# Using coconut milk as your lye water



## SunRiseArts (May 6, 2017)

I have been experimenting with milk.  My batches are still in the mold, but the soap looked amazing when I poured it.

I have use goats milk that I found at trader Joes, and buttermilk.  Is way easier to work with the goat milk than the buttermilk, but I want to leave them in the mold for at least a week. :mrgreen:

I am thinking about using coconut milk too and give it at test.  Has anyone here use it?  Can I use the one that comes in a can?

I want to substitute my water for the milk.  I do not want to add it at trace.

How about adding coconut flakes to the batter?

Any information and or experiences you would like to share I would appreciate it.


----------



## shunt2011 (May 6, 2017)

I use coconut milk quite frequently.  Though I do mix my lye with just enough water then add powdered milk to the milk to make full milk and mix that in the oils.  It's too much hassle to mix lye into milk for me. I masterbatch my lye so this works great


----------



## debratant (May 6, 2017)

If you are going to use the coconut milk as your full water, make sure you buy the coconut milk in the can by the Brand GOYA. With no THICKENERS or GUMS
My store has it in the spanish section near taco stuffs.

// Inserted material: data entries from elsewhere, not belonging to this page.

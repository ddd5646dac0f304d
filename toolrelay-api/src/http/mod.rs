// Module: http
// Streaming, relay and introspection endpoints

pub mod error;
pub mod health;
pub mod mcp;

use axum::{routing::get, routing::post, Router};
use std::sync::Arc;
use std::time::Duration;
use tokio_util::sync::CancellationToken;
use toolrelay_cluster::{Relay, SessionRegistry, SharedBroker, SharedHandler, StreamConfig};
use toolrelay_core::config::RelayConfig;
use tower_http::cors::{Any, CorsLayer};
use tower_http::trace::TraceLayer;

pub use error::{AppError, AppResult};

/// Shared application state
#[derive(Clone)]
pub struct AppState {
    pub broker: SharedBroker,
    pub relay: Relay,
    pub registry: SessionRegistry,
    pub handler: SharedHandler,
    pub stream_config: StreamConfig,
    pub request_timeout: Duration,
    /// Cancelled when the server begins shutting down
    pub shutdown: CancellationToken,
}

impl AppState {
    pub fn new(
        broker: SharedBroker,
        handler: SharedHandler,
        config: &RelayConfig,
        shutdown: CancellationToken,
    ) -> Self {
        let request_timeout = config.request_timeout();
        Self {
            relay: Relay::new(Arc::clone(&broker), request_timeout),
            registry: SessionRegistry::new(Arc::clone(&broker), request_timeout),
            broker,
            handler,
            stream_config: StreamConfig::from(config),
            request_timeout,
            shutdown,
        }
    }
}

/// Create the HTTP router
pub fn create_router(state: AppState) -> Router {
    let router = Router::new()
        .merge(health::create_health_router())
        // Streaming endpoint and direct invocation
        .route("/mcp", get(mcp::stream_with_accept).post(mcp::direct))
        .route("/mcp/sse", get(mcp::stream))
        // Unary relay endpoint
        .route("/mcp/message", post(mcp::message));

    // Apply layers before state
    let router = router
        .layer(
            CorsLayer::new()
                .allow_origin(Any)
                .allow_methods(Any)
                .allow_headers(Any),
        )
        .layer(TraceLayer::new_for_http());

    // Apply state to all routes (must be last)
    router.with_state(state)
}
pub mod bootstrap;
pub mod config;
pub mod error;
pub mod logging;
pub mod metrics;
pub mod models;

pub use config::Config;
pub use error::{Error, Result};
pub use models::{HeaderField, RequestEnvelope, RequestId, ResponseEnvelope, SessionId};
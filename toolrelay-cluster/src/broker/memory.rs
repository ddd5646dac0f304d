//! In-process broker for single-instance deployments and tests

use async_trait::async_trait;

use super::{Broker, ChannelRouter, Subscription};
use crate::error::BrokerError;

/// Broker whose channels live in this process only
#[derive(Clone, Default)]
pub struct MemoryBroker {
    router: ChannelRouter,
}

impl MemoryBroker {
    #[must_use]
    pub fn new() -> Self {
        Self::default()
    }

    #[must_use]
    pub fn is_subscribed(&self, channel: &str) -> bool {
        self.router.contains(channel)
    }

    #[must_use]
    pub fn subscription_count(&self) -> usize {
        self.router.len()
    }

    #[must_use]
    pub fn channels(&self) -> Vec<String> {
        self.router.channels()
    }
}

#[async_trait]
impl Broker for MemoryBroker {
    async fn publish(&self, channel: &str, payload: &str) -> Result<usize, BrokerError> {
        Ok(usize::from(self.router.dispatch(channel, payload.to_string())))
    }

    async fn subscribe(&self, channel: &str) -> Result<Subscription, BrokerError> {
        self.router.insert(channel)
    }

    async fn unsubscribe(&self, channel: &str) -> Result<(), BrokerError> {
        self.router.remove(channel);
        Ok(())
    }
}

https://www.amazon.com/dp/B00032CT4A/?tag=skimlinks_replacement-20


I made the mistake on my first coconut milk batch by not noticing the can had gums in it and I literally had lye snot!  It was so gross and very difficult to get the lye and milk to dissolve properly lol.

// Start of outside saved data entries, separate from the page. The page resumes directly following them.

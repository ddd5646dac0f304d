use std::time::Duration;
use tokio_util::sync::CancellationToken;
use tracing::{error, info, warn};

use toolrelay_api::http::{create_router, AppState};
use toolrelay_cluster::{SharedBroker, SharedHandler};
use toolrelay_core::Config;

/// How long open sessions get to finish teardown after the listener stops
const DRAIN_TIMEOUT: Duration = Duration::from_secs(10);

/// `ToolRelay` server - owns the HTTP listener and the session registry
pub struct ToolRelayServer {
    config: Config,
    state: AppState,
}

impl ToolRelayServer {
    pub fn new(config: Config, broker: SharedBroker, handler: SharedHandler) -> Self {
        let state = AppState::new(broker, handler, &config.relay, CancellationToken::new());
        Self { config, state }
    }

    /// Serve HTTP and wait for a shutdown signal
    pub async fn start(self) -> anyhow::Result<()> {
        let http_address = self.config.http_address();
        let listener = tokio::net::TcpListener::bind(&http_address)
            .await
            .map_err(|e| {
                error!("Failed to bind HTTP address {}: {}", http_address, e);
                anyhow::anyhow!("Failed to bind {http_address}: {e}")
            })?;
        info!("HTTP server listening on {}", http_address);

        let router = create_router(self.state.clone());

        // Cancelling the token ends every event stream, which lets the
        // graceful shutdown below complete.
        let shutdown = self.state.shutdown.clone();
        let graceful = async move {
            shutdown_signal().await;
            info!("Shutdown signal received, closing event streams...");
            shutdown.cancel();
        };

        if let Err(e) = axum::serve(listener, router)
            .with_graceful_shutdown(graceful)
            .await
        {
            error!("HTTP server error: {}", e);
        }
        info!("HTTP server shut down gracefully");

        self.shutdown().await;
        Ok(())
    }

    async fn shutdown(&self) {
        info!("Shutting down ToolRelay...");
        self.state.shutdown.cancel();

        if tokio::time::timeout(DRAIN_TIMEOUT, self.state.registry.shutdown())
            .await
            .is_err()
        {
            warn!(
                remaining = self.state.registry.len(),
                "Timed out deregistering sessions"
            );
        }

        let pending = self.state.relay.pending_count();
        if pending > 0 {
            warn!(pending, "Abandoning in-flight relayed requests");
        }

        self.state.broker.shutdown();

        info!("ToolRelay shutdown complete");
    }
}

/// Wait for a shutdown signal (SIGTERM or SIGINT/Ctrl+C)
async fn shutdown_signal() {
    let ctrl_c = async {
        if let Err(e) = tokio::signal::ctrl_c().await {
            error!("Failed to install Ctrl+C handler: {}", e);
            std::future::pending::<()>().await;
        }
    };

    #[cfg(unix)]
    let terminate = async {
        match tokio::signal::unix::signal(tokio::signal::unix::SignalKind::terminate()) {
            Ok(mut signal) => {
                signal.recv().await;
            }
            Err(e) => {
                error!("Failed to install SIGTERM handler: {}", e);
                std::future::pending::<()>().await;
            }
        }
    };

    #[cfg(not(unix))]
    let terminate = std::future::pending::<()>();

    tokio::select! {
        () = ctrl_c => { info!("Received Ctrl+C"); }
        () = terminate => { info!("Received SIGTERM"); }
    }
}
//! Broker channel names
//!
//! These names are part of the wire contract shared with every other
//! instance talking to the same broker and must not change.

use super::id::{RequestId, SessionId};

/// Channel the session worker listens on for request envelopes
#[must_use]
pub fn requests(session_id: &SessionId) -> String {
    format!("requests:{session_id}")
}

/// Reply channel for one relayed request
#[must_use]
pub fn responses(session_id: &SessionId, request_id: &RequestId) -> String {
    format!("responses:{session_id}:{request_id}")
}

/// Channel whose payloads are pushed verbatim to the streaming client
#[must_use]
pub fn events(session_id: &SessionId) -> String {
    format!("events:{session_id}")
}

/// Lifecycle notices (disconnection) for a session
#[must_use]
pub fn session(session_id: &SessionId) -> String {
    format!("session:{session_id}")
}

#[cfg(test)]
mod tests {
    use super::*;

    #[test]
    fn test_channel_names() {
        let sid = SessionId::parse("abc").unwrap();
        let rid = RequestId::parse("r1").unwrap();
        assert_eq!(requests(&sid), "requests:abc");
        assert_eq!(responses(&sid, &rid), "responses:abc:r1");
        assert_eq!(events(&sid), "events:abc");
        assert_eq!(session(&sid), "session:abc");
    }
}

Freeze your milk in ice cube trays or zip lock bags, if you use bags *lay these flat in your freezer* so they are thin enough to be broken up in chunks...put the frozen milk in your lye pitcher then slowly slowly pour your lye into the frozen coconut milk a bit at a time and stir stir stir, repeat.  Then soap as usual.

I have not used the flakes of coconut in soap.  I would think they might turn brown, but I don't know.


----------



## KristaY (May 6, 2017)

I've tried the full water replacement with CM but didn't really like the final soap which I think is due to the increased SF. I much prefer a 50% water replacement. I do what Shunt does and mix the lye with water then SB the CM into the oils, and move along from there.

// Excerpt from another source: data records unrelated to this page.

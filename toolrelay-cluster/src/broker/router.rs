use dashmap::{mapref::entry::Entry, DashMap};
use std::sync::Arc;
use tokio::sync::mpsc;
use tracing::{debug, warn};

use super::Subscription;
use crate::error::BrokerError;

/// Local routing table from channel name to its single subscriber
#[derive(Clone, Default)]
pub struct ChannelRouter {
    routes: Arc<DashMap<String, mpsc::UnboundedSender<String>>>,
}

impl ChannelRouter {
    #[must_use]
    pub fn new() -> Self {
        Self::default()
    }

    /// Register the local subscriber for `channel`.
    pub fn insert(&self, channel: &str) -> Result<Subscription, BrokerError> {
        match self.routes.entry(channel.to_string()) {
            Entry::Occupied(mut occupied) => {
                // A subscriber that was dropped without unsubscribing leaves a
                // closed sender behind; reclaim the slot.
                if !occupied.get().is_closed() {
                    return Err(BrokerError::AlreadySubscribed(channel.to_string()));
                }
                let (tx, rx) = mpsc::unbounded_channel();
                occupied.insert(tx);
                Ok(Subscription::new(channel, rx))
            }
            Entry::Vacant(vacant) => {
                let (tx, rx) = mpsc::unbounded_channel();
                vacant.insert(tx);
                debug!(channel = %channel, "Local route added");
                Ok(Subscription::new(channel, rx))
            }
        }
    }

    /// Remove the route; the subscriber's `recv` then yields `None`.
    pub fn remove(&self, channel: &str) -> bool {
        let removed = self.routes.remove(channel).is_some();
        if removed {
            debug!(channel = %channel, "Local route removed");
        }
        removed
    }

    /// Deliver a payload to the local subscriber, if any.
    pub fn dispatch(&self, channel: &str, payload: String) -> bool {
        let delivered = match self.routes.get(channel) {
            Some(sender) => sender.send(payload).is_ok(),
            None => return false,
        };

        if !delivered {
            warn!(channel = %channel, "Subscriber dropped without unsubscribing, removing route");
            self.routes.remove_if(channel, |_, sender| sender.is_closed());
        }
        delivered
    }

    #[must_use]
    pub fn contains(&self, channel: &str) -> bool {
        self.routes.contains_key(channel)
    }

    #[must_use]
    pub fn channels(&self) -> Vec<String> {
        self.routes.iter().map(|entry| entry.key().clone()).collect()
    }

    #[must_use]
    pub fn len(&self) -> usize {
        self.routes.len()
    }

    #[must_use]
    pub fn is_empty(&self) -> bool {
        self.routes.is_empty()
    }
}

If you decide to use CM and don't want a huge increase in SF, you'll have to do the math and calculate the added coconut fat and adjust from there. Depending on the brand I buy, it will increase the SF from 2-5%. I think I had a thread on the math....

Here it is!

http://www.soapmakingforum.com/showthread.php?t=51437


----------



## Obsidian (May 6, 2017)

KristaY said:


> I've tried the full water replacement with CM but didn't really like the final soap which I think is due to the increased SF. I much prefer a 50% water replacement. I do what Shunt does and mix the lye with water then SB the CM into the oils, and move along from there.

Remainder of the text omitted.